Credit: KUOW Photo/Megan Farmer

Amazon and Microsoft protest as Trump bans new foreign workers

Workers around the world are recruited to take jobs at tech companies like Amazon and Microsoft. But they are learning they can’t get into the United States as the Trump Administration’s ban on new foreign workers is taking effect.

Amazon and Microsoft, both top users of highly-skilled visas known as H1Bs, are protesting the ban. But the Trump Administration's action is sweeping and includes many categories of "non-immigrant" worker visas. These visas do not offer the right to live permanently in the United States.

Microsoft president Brad Smith tweeted "Now is not the time to cut our nation off from the world’s talent or create uncertainty and anxiety. Immigrants play a vital role at our company and support our country’s critical infrastructure. They are contributing to this country at a time when we need them most."

Amazon, which won more H1B visas than any other company in 2019, called the proclamation "short-sighted" and added “Preventing high skilled professionals from entering the country and contributing to America’s economic recovery puts American’s global competitiveness at risk."

Bruno Medina is a Seattle tech worker with an H1B visa.

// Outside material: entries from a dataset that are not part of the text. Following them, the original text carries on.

//! Deterministic random number generation for targets, guesses and fallbacks.
//!
//! ## Key Features
//!
//! - **Deterministic**: Same seed produces identical sequence
//! - **Forkable**: Hand each participant its own branch of the session seed
//! - **Context streams**: Independent sequences for different purposes
//!
//! ## Usage
//!
//! ```
//! use guess_duel::core::{Bounds, GameRng};
//!
//! let mut rng = GameRng::new(42);
//!
//! // Fork for the automated participant
//! let mut computer = rng.fork();
//!
//! let pick = computer.pick(Bounds::new(0, 100));
//! assert!((0..=100).contains(&pick));
//!
//! // Forks are deterministic - same fork counter = same sequence
//! let mut rng2 = GameRng::new(42);
//! let mut computer2 = rng2.fork();
//! assert_eq!(computer2.pick(Bounds::new(0, 100)), pick);
//! ```

use rand::{Rng, SeedableRng};
use rand_chacha::ChaCha8Rng;
use std::hash::{Hash, Hasher};

use super::Bounds;

/// Deterministic RNG shared by every source of randomness in a session.
///
/// Uses ChaCha8 so a seed reproduces a whole game on any platform.
#[derive(Clone, Debug)]
pub struct GameRng {
    inner: ChaCha8Rng,
    seed: u64,
    fork_counter: u64,
}

impl GameRng {
    /// Create a new RNG with the given seed.
    #[must_use]
    pub fn new(seed: u64) -> Self {
        Self {
            inner: ChaCha8Rng::seed_from_u64(seed),
            seed,
            fork_counter: 0,
        }
    }

    /// Create an RNG seeded from OS entropy.
    #[must_use]
    pub fn from_entropy() -> Self {
        Self::new(rand::random())
    }

    /// The seed this RNG was created with.
    #[must_use]
    pub fn seed(&self) -> u64 {
        self.seed
    }

    /// Fork this RNG to create an independent branch.
    ///
    /// Each fork produces a different but deterministic sequence.
    #[must_use]
    pub fn fork(&mut self) -> Self {
        self.fork_counter += 1;
        let fork_seed = self.seed.wrapping_add(self.fork_counter.wrapping_mul(0x9E3779B97F4A7C15));
        Self::new(fork_seed)
    }

    /// Create an independent stream for a specific context.
    ///
    /// The same context always produces the same stream from the same seed,
    /// so e.g. target selection does not shift when guesses are drawn.
    #[must_use]
    pub fn for_context(&self, context: &str) -> Self {
        use std::collections::hash_map::DefaultHasher;

        let mut hasher = DefaultHasher::new();
        self.seed.hash(&mut hasher);
        context.hash(&mut hasher);
        Self::new(hasher.finish())
    }

    /// Pick a value uniformly from the inclusive range of `bounds`.
    ///
    /// Inverted bounds have no members; the low end is returned unchanged.
    pub fn pick(&mut self, bounds: Bounds) -> i64 {
        if bounds.is_empty() {
            return bounds.low;
        }
        self.inner.gen_range(bounds.low..=bounds.high)
    }
}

He also interviews job applicants for his company, and says the knowledge and skill sets needed are so niche, it can take a year to find just one qualified candidate.

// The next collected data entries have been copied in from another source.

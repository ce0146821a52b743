//! Command line arguments for the `guess-duel` binary.

use clap::{ArgAction, Parser, ValueEnum};
use std::time::Duration;

use crate::core::{ComputerStrategy, GameConfig, LOWER_BOUND, UPPER_BOUND};

/// How the computer guesses, as spelled on the command line.
#[derive(Clone, Copy, Debug, PartialEq, Eq, ValueEnum)]
pub enum ComputerArg {
    /// Uniform sample from the current bounds
    Random,
    /// Midpoint of the current bounds
    Bisect,
}

impl From<ComputerArg> for ComputerStrategy {
    fn from(arg: ComputerArg) -> Self {
        match arg {
            ComputerArg::Random => ComputerStrategy::Random,
            ComputerArg::Bisect => ComputerStrategy::Bisect,
        }
    }
}

#[derive(Parser, Debug)]
#[command(
    author,
    version,
    about = "Guess the computer's number, then let it guess yours",
    long_about = None,
    allow_negative_numbers = true
)]
pub struct Args {
    /// Your number. Prompted for when missing or not an integer.
    pub target: Option<String>,

    /// Lower end of the guessing range
    #[arg(long, default_value_t = LOWER_BOUND)]
    pub low: i64,

    /// Upper end of the guessing range
    #[arg(long, default_value_t = UPPER_BOUND)]
    pub high: i64,

    /// Pause after each computer guess, in milliseconds
    #[arg(long, default_value_t = 1500)]
    pub delay_ms: u64,

    /// Seed for every random choice
    #[arg(long)]
    pub seed: Option<u64>,

    /// Computer guessing strategy
    #[arg(long, value_enum, default_value_t = ComputerArg::Random)]
    pub computer: ComputerArg,

    /// Reject guesses outside the current bounds
    #[arg(long)]
    pub strict: bool,

    /// More log output on stderr (-v info, -vv debug, -vvv trace)
    #[arg(short, long, action = ArgAction::Count)]
    pub verbose: u8,
}

impl Args {
    /// Game configuration described by these arguments.
    pub fn config(&self) -> GameConfig {
        let config = GameConfig::new()
            .with_range(self.low, self.high)
            .with_think_delay(Duration::from_millis(self.delay_ms))
            .with_strict_input(self.strict)
            .with_computer(self.computer.into());
        match self.seed {
            Some(seed) => config.with_seed(seed),
            None => config,
        }
    }

    pub fn log_level(&self) -> log::LevelFilter {
        match self.verbose {
            0 => log::LevelFilter::Warn,
            1 => log::LevelFilter::Info,
            2 => log::LevelFilter::Debug,
            _ => log::LevelFilter::Trace,
        }
    }
}
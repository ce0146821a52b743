//! Two-round session between the computer and a human.

use std::io::{BufRead, Write};

use crate::core::{GameConfig, GameResult, GameRng};
use crate::input::InputReader;
use crate::players::{Automated, Interactive, Participant, ParticipantKind};
use crate::rules::{describe, Round, RoundResult};

use super::report::{RoundReport, SessionReport};

/// Prompt used when the human's number was not given up front.
pub const TARGET_PROMPT: &str = "Enter a number you think of:";

/// Owns both participants and the transcript writer.
///
/// Round one: the computer holds a number, the human guesses.
/// Round two: roles swap. The same participants serve both rounds.
pub struct Session<W> {
    config: GameConfig,
    computer: Participant,
    human: Participant,
    out: W,
}

impl<W: Write> Session<W> {
    /// Build a session from the console.
    ///
    /// The computer's target is drawn uniformly from the configured range.
    /// The human's target is `seed_value` when it parses as an integer,
    /// otherwise it is read from `input` after a prompt.
    pub fn setup<R>(
        config: GameConfig,
        seed_value: Option<&str>,
        input: R,
        mut out: W,
    ) -> GameResult<Self>
    where
        R: BufRead + 'static,
    {
        config.validate()?;

        let mut rng = config.seed.map_or_else(GameRng::from_entropy, GameRng::new);
        log::debug!("session seed {}", rng.seed());

        let mut reader = InputReader::new(input, rng.fork()).with_strict(config.strict_input);
        let human_target = match seed_value.and_then(|s| s.trim().parse::<i64>().ok()) {
            Some(target) => target,
            None => {
                if let Some(raw) = seed_value {
                    log::info!("ignoring non-numeric target argument {:?}", raw);
                }
                reader.read_non_negative_integer(TARGET_PROMPT, config.range, &mut out)?
            }
        };

        let computer_target = rng.for_context("target").pick(config.range);
        let computer = Participant::new(
            computer_target,
            Box::new(Automated::new(rng.fork(), config.computer, config.think_delay)),
        );
        let human = Participant::new(human_target, Box::new(Interactive::new(reader)));

        Ok(Self::with_participants(config, computer, human, out))
    }

    /// Build a session from ready-made participants.
    pub fn with_participants(
        config: GameConfig,
        computer: Participant,
        human: Participant,
        out: W,
    ) -> Self {
        log::debug!(
            "computer holds {}, human holds {}",
            computer.target(),
            human.target()
        );
        Self {
            config,
            computer,
            human,
            out,
        }
    }

    #[must_use]
    pub fn computer(&self) -> &Participant {
        &self.computer
    }

    #[must_use]
    pub fn human(&self) -> &Participant {
        &self.human
    }

    #[must_use]
    pub fn config(&self) -> &GameConfig {
        &self.config
    }

    /// Play both rounds.
    pub fn run(&mut self) -> GameResult<SessionReport> {
        let first = play_round(&self.config, &self.computer, &mut self.human, &mut self.out)?;
        let second = play_round(&self.config, &self.human, &mut self.computer, &mut self.out)?;
        Ok(SessionReport::new([first, second]))
    }

    /// Consume the session, returning the transcript writer.
    pub fn into_output(self) -> W {
        self.out
    }
}

/// One round: `holder` keeps its number, `guesser` narrows it down.
fn play_round(
    config: &GameConfig,
    holder: &Participant,
    guesser: &mut Participant,
    out: &mut dyn Write,
) -> GameResult<RoundReport> {
    let range = config.range;
    writeln!(
        out,
        "{} thinking of a number between {} and {} inclusively.",
        holder.kind().thinking_subject(),
        range.low,
        range.high
    )?;
    log::debug!("{} is guessing {}'s number {}", guesser.kind(), holder.kind(), holder.target());

    let mut round = Round::new(holder.target(), range);
    while !round.is_over() {
        let guess = guesser.guess(round.bounds(), out)?;
        let outcome = round.submit(guess);
        writeln!(out, "{}", describe(outcome, guess))?;
    }
    let result = round.finish();

    if !result.is_solved() {
        report_exhausted(out, holder.kind(), config)?;
    }
    log_result(guesser.kind(), &result);

    Ok(RoundReport {
        holder: holder.kind(),
        guesser: guesser.kind(),
        result,
    })
}

fn report_exhausted(out: &mut dyn Write, holder: ParticipantKind, config: &GameConfig) -> GameResult<()> {
    writeln!(
        out,
        "{} thinking of a number that is out of the range from {} to {}",
        holder.thinking_subject(),
        config.range.low,
        config.range.high
    )?;
    writeln!(out, "Please start a new game.")?;
    Ok(())
}

fn log_result(guesser: ParticipantKind, result: &RoundResult) {
    if result.is_solved() {
        log::info!("{} found {} in {} guesses", guesser, result.target, result.guess_count());
    } else {
        log::info!(
            "{} exhausted the range after {} guesses, target was {}",
            guesser,
            result.guess_count(),
            result.target
        );
    }
}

“Unfortunately, talent is rare.” Bruno Medina

The Trump Administration says the ban will protect half a million American jobs by forcing US employers to hire Americans instead of hunting for talent abroad.

Medina says the loser will be the United States itself.

“It’s going to be harder for us to produce and to compete with other markets like China or other European markets,” he said.

Medina, whose home is in the Seattle area, just got back into the US after a visit to Mexico. Workers who have not yet moved to the United States are the ones caught up in the ban. Despite being spared, the ban is leaving its mark: Medina says he’s not going to take a chance by leaving the US, in case the rules change again.